### Exercise requirements:
Please return all of the records that follow, exactly as written.

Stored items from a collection
================================
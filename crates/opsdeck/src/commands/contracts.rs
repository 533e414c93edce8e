//! Contract command handlers.

use std::sync::Arc;

use dialoguer::{Input, Select};
use tabled::Tabled;

use opsdeck_core::view::ContractFilter;
use opsdeck_core::{Console, Contract, ContractDraft, ContractStatus, EntityId};

use crate::cli::{ContractFieldArgs, ContractStatusArg, ContractsArgs, ContractsCommand, GlobalOpts};
use crate::error::CliError;
use crate::output;

use super::util;

fn core_status(arg: ContractStatusArg) -> ContractStatus {
    match arg {
        ContractStatusArg::Draft => ContractStatus::Draft,
        ContractStatusArg::Active => ContractStatus::Active,
        ContractStatusArg::Suspended => ContractStatus::Suspended,
        ContractStatusArg::Expired => ContractStatus::Expired,
    }
}

// ── Table row ───────────────────────────────────────────────────────

#[derive(Tabled)]
struct ContractRow {
    #[tabled(rename = "ID")]
    id: String,
    #[tabled(rename = "Name")]
    name: String,
    #[tabled(rename = "Partner")]
    partner: String,
    #[tabled(rename = "Version")]
    version: String,
    #[tabled(rename = "Status")]
    status: String,
    #[tabled(rename = "Updated")]
    updated: String,
}

impl ContractRow {
    fn new(c: &Arc<Contract>, color: bool) -> Self {
        Self {
            id: c.id.to_string(),
            name: c.name.clone(),
            partner: c.partner.clone(),
            version: c.version.clone(),
            status: output::status_cell(&c.status.to_string(), color),
            updated: c
                .updated_at
                .map(|t| t.format("%Y-%m-%d %H:%M").to_string())
                .unwrap_or_default(),
        }
    }
}

fn detail(c: &Arc<Contract>) -> String {
    let mut lines = vec![
        format!("ID:          {}", c.id),
        format!("Name:        {}", c.name),
        format!("Partner:     {}", c.partner),
        format!("Version:     {}", c.version),
        format!("Status:      {}", c.status),
        format!("Deletable:   {}", c.can_delete),
    ];
    if let Some(ref d) = c.description {
        lines.push(format!("Description: {d}"));
    }
    if let Some(t) = c.updated_at {
        lines.push(format!("Updated:     {}", t.format("%Y-%m-%d %H:%M:%S")));
    }
    lines.join("\n")
}

// ── Interactive prompts ─────────────────────────────────────────────

const STATUSES: [ContractStatus; 4] = [
    ContractStatus::Draft,
    ContractStatus::Active,
    ContractStatus::Suspended,
    ContractStatus::Expired,
];

/// Fill a draft from flags, prompting for whatever is still missing.
///
/// `prompt_all` re-prompts every field with the draft value as default
/// (edit with no flags); otherwise only absent required fields ask.
fn fill_draft(
    draft: &mut ContractDraft,
    fields: ContractFieldArgs,
    prompt_all: bool,
) -> Result<(), CliError> {
    if let Some(name) = fields.name {
        draft.name = name;
    } else if prompt_all || draft.name.trim().is_empty() {
        draft.name = Input::new()
            .with_prompt("Name")
            .default(draft.name.clone())
            .show_default(!draft.name.is_empty())
            .interact_text()
            .map_err(util::prompt_err)?;
    }

    if let Some(partner) = fields.partner {
        draft.partner = partner;
    } else if prompt_all || draft.partner.trim().is_empty() {
        draft.partner = Input::new()
            .with_prompt("Partner")
            .default(draft.partner.clone())
            .show_default(!draft.partner.is_empty())
            .interact_text()
            .map_err(util::prompt_err)?;
    }

    if let Some(description) = fields.description {
        draft.description = description;
    } else if prompt_all {
        draft.description = Input::new()
            .with_prompt("Description")
            .default(draft.description.clone())
            .allow_empty(true)
            .interact_text()
            .map_err(util::prompt_err)?;
    }

    if let Some(version) = fields.version {
        draft.version = version;
    } else if prompt_all {
        draft.version = Input::new()
            .with_prompt("Version")
            .default(draft.version.clone())
            .interact_text()
            .map_err(util::prompt_err)?;
    }

    if let Some(status) = fields.status {
        draft.status = core_status(status);
    } else if prompt_all {
        let labels: Vec<String> = STATUSES.iter().map(ToString::to_string).collect();
        let current = STATUSES
            .iter()
            .position(|s| *s == draft.status)
            .unwrap_or(0);
        let chosen = Select::new()
            .with_prompt("Status")
            .items(&labels)
            .default(current)
            .interact()
            .map_err(util::prompt_err)?;
        draft.status = STATUSES[chosen];
    }

    Ok(())
}

fn no_field_flags(fields: &ContractFieldArgs) -> bool {
    fields.name.is_none()
        && fields.partner.is_none()
        && fields.description.is_none()
        && fields.version.is_none()
        && fields.status.is_none()
}

// ── Handler ─────────────────────────────────────────────────────────

pub async fn handle(
    console: &Console,
    args: ContractsArgs,
    global: &GlobalOpts,
) -> Result<(), CliError> {
    match args.command {
        ContractsCommand::List(list) => {
            let snapshot = console.store().contracts_snapshot();

            let mut filters: Vec<ContractFilter> = Vec::new();
            if let Some(status) = list.status {
                filters.push(ContractFilter::ByStatus(core_status(status)));
            }
            if let Some(partner) = list.partner {
                filters.push(ContractFilter::ByPartner(partner));
            }
            let filtered: Vec<Arc<Contract>> = snapshot
                .iter()
                .filter(|c| filters.iter().all(|f| f.matches(c.as_ref())))
                .cloned()
                .collect();

            let color = output::should_color(&global.color);
            let out = output::render_list(
                &global.output,
                &filtered,
                |c| ContractRow::new(c, color),
                |c| c.id.to_string(),
            );
            output::print_output(&out, global.quiet);
            Ok(())
        }

        ContractsCommand::Show { id } => {
            let contract = console
                .store()
                .contract_by_id(&EntityId::from(id.as_str()))
                .ok_or_else(|| CliError::NotFound {
                    resource_type: "contract".into(),
                    identifier: id,
                    list_command: "contracts list".into(),
                })?;
            let out = output::render_single(&global.output, &contract, detail, |c| {
                c.id.to_string()
            });
            output::print_output(&out, global.quiet);
            Ok(())
        }

        ContractsCommand::Create(fields) => {
            let mut draft = ContractDraft::empty();
            fill_draft(&mut draft, fields, false)?;
            let payload = draft.to_payload()?;

            let syncs = console.syncs()?;
            let created = syncs.contracts.create(&payload).await?;
            if !global.quiet {
                eprintln!("✓ Contract '{}' created with id {}", created.name, created.id);
            }
            Ok(())
        }

        ContractsCommand::Edit { id, fields } => {
            let eid = EntityId::from(id.as_str());
            let current = console.store().contract_by_id(&eid).ok_or_else(|| {
                CliError::NotFound {
                    resource_type: "contract".into(),
                    identifier: id,
                    list_command: "contracts list".into(),
                }
            })?;

            let mut draft = ContractDraft::from_entity(&current);
            let prompt_all = no_field_flags(&fields);
            fill_draft(&mut draft, fields, prompt_all)?;
            let payload = draft.to_payload()?;

            let syncs = console.syncs()?;
            let updated = syncs.contracts.update(&eid, &payload).await?;
            if !global.quiet {
                eprintln!("✓ Contract '{}' updated", updated.name);
            }
            Ok(())
        }

        ContractsCommand::Delete { id } => {
            let eid = EntityId::from(id.as_str());
            let contract = console.store().contract_by_id(&eid).ok_or_else(|| {
                CliError::NotFound {
                    resource_type: "contract".into(),
                    identifier: id.clone(),
                    list_command: "contracts list".into(),
                }
            })?;

            // The console marks contracts with active downstream consumers
            // as non-deletable.
            if !contract.can_delete {
                return Err(CliError::Validation {
                    field: "id".into(),
                    reason: format!("contract '{}' is protected and cannot be deleted", contract.name),
                });
            }

            if !util::confirm(
                &format!("Delete contract '{}'? This cannot be undone.", contract.name),
                global.yes,
            )? {
                return Ok(());
            }

            let syncs = console.syncs()?;
            syncs.contracts.remove(&eid).await?;
            if !global.quiet {
                eprintln!("✓ Contract deleted");
            }
            Ok(())
        }
    }
}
================================
### Output below:
filename crates/opsdeck/src/commands/contracts.rs
repository 533e414c93edce8e
//! Contract command handlers.

use std::sync::Arc;

use dialoguer::{Input, Select};
use tabled::Tabled;

use opsdeck_core::view::ContractFilter;
use opsdeck_core::{Console, Contract, ContractDraft, ContractStatus, EntityId};

use crate::cli::{ContractFieldArgs, ContractStatusArg, ContractsArgs, ContractsCommand, GlobalOpts};
use crate::error::CliError;
use crate::output;

use super::util;

fn core_status(arg: ContractStatusArg) -> ContractStatus {
    match arg {
        ContractStatusArg::Draft => ContractStatus::Draft,
        ContractStatusArg::Active => ContractStatus::Active,
        ContractStatusArg::Suspended => ContractStatus::Suspended,
        ContractStatusArg::Expired => ContractStatus::Expired,
    }
}

// ── Table row ───────────────────────────────────────────────────────

#[derive(Tabled)]
struct ContractRow {
    #[tabled(rename = "ID")]
    id: String,
    #[tabled(rename = "Name")]
    name: String,
    #[tabled(rename = "Partner")]
    partner: String,
    #[tabled(rename = "Version")]
    version: String,
    #[tabled(rename = "Status")]
    status: String,
    #[tabled(rename = "Updated")]
    updated: String,
}

impl ContractRow {
    fn new(c: &Arc<Contract>, color: bool) -> Self {
        Self {
            id: c.id.to_string(),
            name: c.name.clone(),
            partner: c.partner.clone(),
            version: c.version.clone(),
            status: output::status_cell(&c.status.to_string(), color),
            updated: c
                .updated_at
                .map(|t| t.format("%Y-%m-%d %H:%M").to_string())
                .unwrap_or_default(),
        }
    }
}

fn detail(c: &Arc<Contract>) -> String {
    let mut lines = vec![
        format!("ID:          {}", c.id),
        format!("Name:        {}", c.name),
        format!("Partner:     {}", c.partner),
        format!("Version:     {}", c.version),
        format!("Status:      {}", c.status),
        format!("Deletable:   {}", c.can_delete),
    ];
    if let Some(ref d) = c.description {
        lines.push(format!("Description: {d}"));
    }
    if let Some(t) = c.updated_at {
        lines.push(format!("Updated:     {}", t.format("%Y-%m-%d %H:%M:%S")));
    }
    lines.join("\n")
}

// ── Interactive prompts ─────────────────────────────────────────────

const STATUSES: [ContractStatus; 4] = [
    ContractStatus::Draft,
    ContractStatus::Active,
    ContractStatus::Suspended,
    ContractStatus::Expired,
];

/// Fill a draft from flags, prompting for whatever is still missing.
///
/// `prompt_all` re-prompts every field with the draft value as default
/// (edit with no flags); otherwise only absent required fields ask.
fn fill_draft(
    draft: &mut ContractDraft,
    fields: ContractFieldArgs,
    prompt_all: bool,
) -> Result<(), CliError> {
    if let Some(name) = fields.name {
        draft.name = name;
    } else if prompt_all || draft.name.trim().is_empty() {
        draft.name = Input::new()
            .with_prompt("Name")
            .default(draft.name.clone())
            .show_default(!draft.name.is_empty())
            .interact_text()
            .map_err(util::prompt_err)?;
    }

    if let Some(partner) = fields.partner {
        draft.partner = partner;
    } else if prompt_all || draft.partner.trim().is_empty() {
        draft.partner = Input::new()
            .with_prompt("Partner")
            .default(draft.partner.clone())
            .show_default(!draft.partner.is_empty())
            .interact_text()
            .map_err(util::prompt_err)?;
    }

    if let Some(description) = fields.description {
        draft.description = description;
    } else if prompt_all {
        draft.description = Input::new()
            .with_prompt("Description")
            .default(draft.description.clone())
            .allow_empty(true)
            .interact_text()
            .map_err(util::prompt_err)?;
    }

    if let Some(version) = fields.version {
        draft.version = version;
    } else if prompt_all {
        draft.version = Input::new()
            .with_prompt("Version")
            .default(draft.version.clone())
            .interact_text()
            .map_err(util::prompt_err)?;
    }

    if let Some(status) = fields.status {
        draft.status = core_status(status);
    } else if prompt_all {
        let labels: Vec<String> = STATUSES.iter().map(ToString::to_string).collect();
        let current = STATUSES
            .iter()
            .position(|s| *s == draft.status)
            .unwrap_or(0);
        let chosen = Select::new()
            .with_prompt("Status")
            .items(&labels)
            .default(current)
            .interact()
            .map_err(util::prompt_err)?;
        draft.status = STATUSES[chosen];
    }

    Ok(())
}

fn no_field_flags(fields: &ContractFieldArgs) -> bool {
    fields.name.is_none()
        && fields.partner.is_none()
        && fields.description.is_none()
        && fields.version.is_none()
        && fields.status.is_none()
}

// ── Handler ─────────────────────────────────────────────────────────

pub async fn handle(
    console: &Console,
    args: ContractsArgs,
    global: &GlobalOpts,
) -> Result<(), CliError> {
    match args.command {
        ContractsCommand::List(list) => {
            let snapshot = console.store().contracts_snapshot();

            let mut filters: Vec<ContractFilter> = Vec::new();
            if let Some(status) = list.status {
                filters.push(ContractFilter::ByStatus(core_status(status)));
            }
            if let Some(partner) = list.partner {
                filters.push(ContractFilter::ByPartner(partner));
            }
            let filtered: Vec<Arc<Contract>> = snapshot
                .iter()
                .filter(|c| filters.iter().all(|f| f.matches(c.as_ref())))
                .cloned()
                .collect();

            let color = output::should_color(&global.color);
            let out = output::render_list(
                &global.output,
                &filtered,
                |c| ContractRow::new(c, color),
                |c| c.id.to_string(),
            );
            output::print_output(&out, global.quiet);
            Ok(())
        }

        ContractsCommand::Show { id } => {
            let contract = console
                .store()
                .contract_by_id(&EntityId::from(id.as_str()))
                .ok_or_else(|| CliError::NotFound {
                    resource_type: "contract".into(),
                    identifier: id,
                    list_command: "contracts list".into(),
                })?;
            let out = output::render_single(&global.output, &contract, detail, |c| {
                c.id.to_string()
            });
            output::print_output(&out, global.quiet);
            Ok(())
        }

        ContractsCommand::Create(fields) => {
            let mut draft = ContractDraft::empty();
            fill_draft(&mut draft, fields, false)?;
            let payload = draft.to_payload()?;

            let syncs = console.syncs()?;
            let created = syncs.contracts.create(&payload).await?;
            if !global.quiet {
                eprintln!("✓ Contract '{}' created with id {}", created.name, created.id);
            }
            Ok(())
        }

        ContractsCommand::Edit { id, fields } => {
            let eid = EntityId::from(id.as_str());
            let current = console.store().contract_by_id(&eid).ok_or_else(|| {
                CliError::NotFound {
                    resource_type: "contract".into(),
                    identifier: id,
                    list_command: "contracts list".into(),
                }
            })?;

            let mut draft = ContractDraft::from_entity(&current);
            let prompt_all = no_field_flags(&fields);
            fill_draft(&mut draft, fields, prompt_all)?;
            let payload = draft.to_payload()?;

            let syncs = console.syncs()?;
            let updated = syncs.contracts.update(&eid, &payload).await?;
            if !global.quiet {
                eprintln!("✓ Contract '{}' updated", updated.name);
            }
            Ok(())
        }

        ContractsCommand::Delete { id } => {
            let eid = EntityId::from(id.as_str());
            let contract = console.store().contract_by_id(&eid).ok_or_else(|| {
                CliError::NotFound {
                    resource_type: "contract".into(),
                    identifier: id.clone(),
                    list_command: "contracts list".into(),
                }
            })?;

            // The console marks contracts with active downstream consumers
            // as non-deletable.
            if !contract.can_delete {
                return Err(CliError::Validation {
                    field: "id".into(),
                    reason: format!("contract '{}' is protected and cannot be deleted", contract.name),
                });
            }

            if !util::confirm(
                &format!("Delete contract '{}'? This cannot be undone.", contract.name),
                global.yes,
            )? {
                return Ok(());
            }

            let syncs = console.syncs()?;
            syncs.contracts.remove(&eid).await?;
            if !global.quiet {
                eprintln!("✓ Contract deleted");
            }
            Ok(())
        }
    }
}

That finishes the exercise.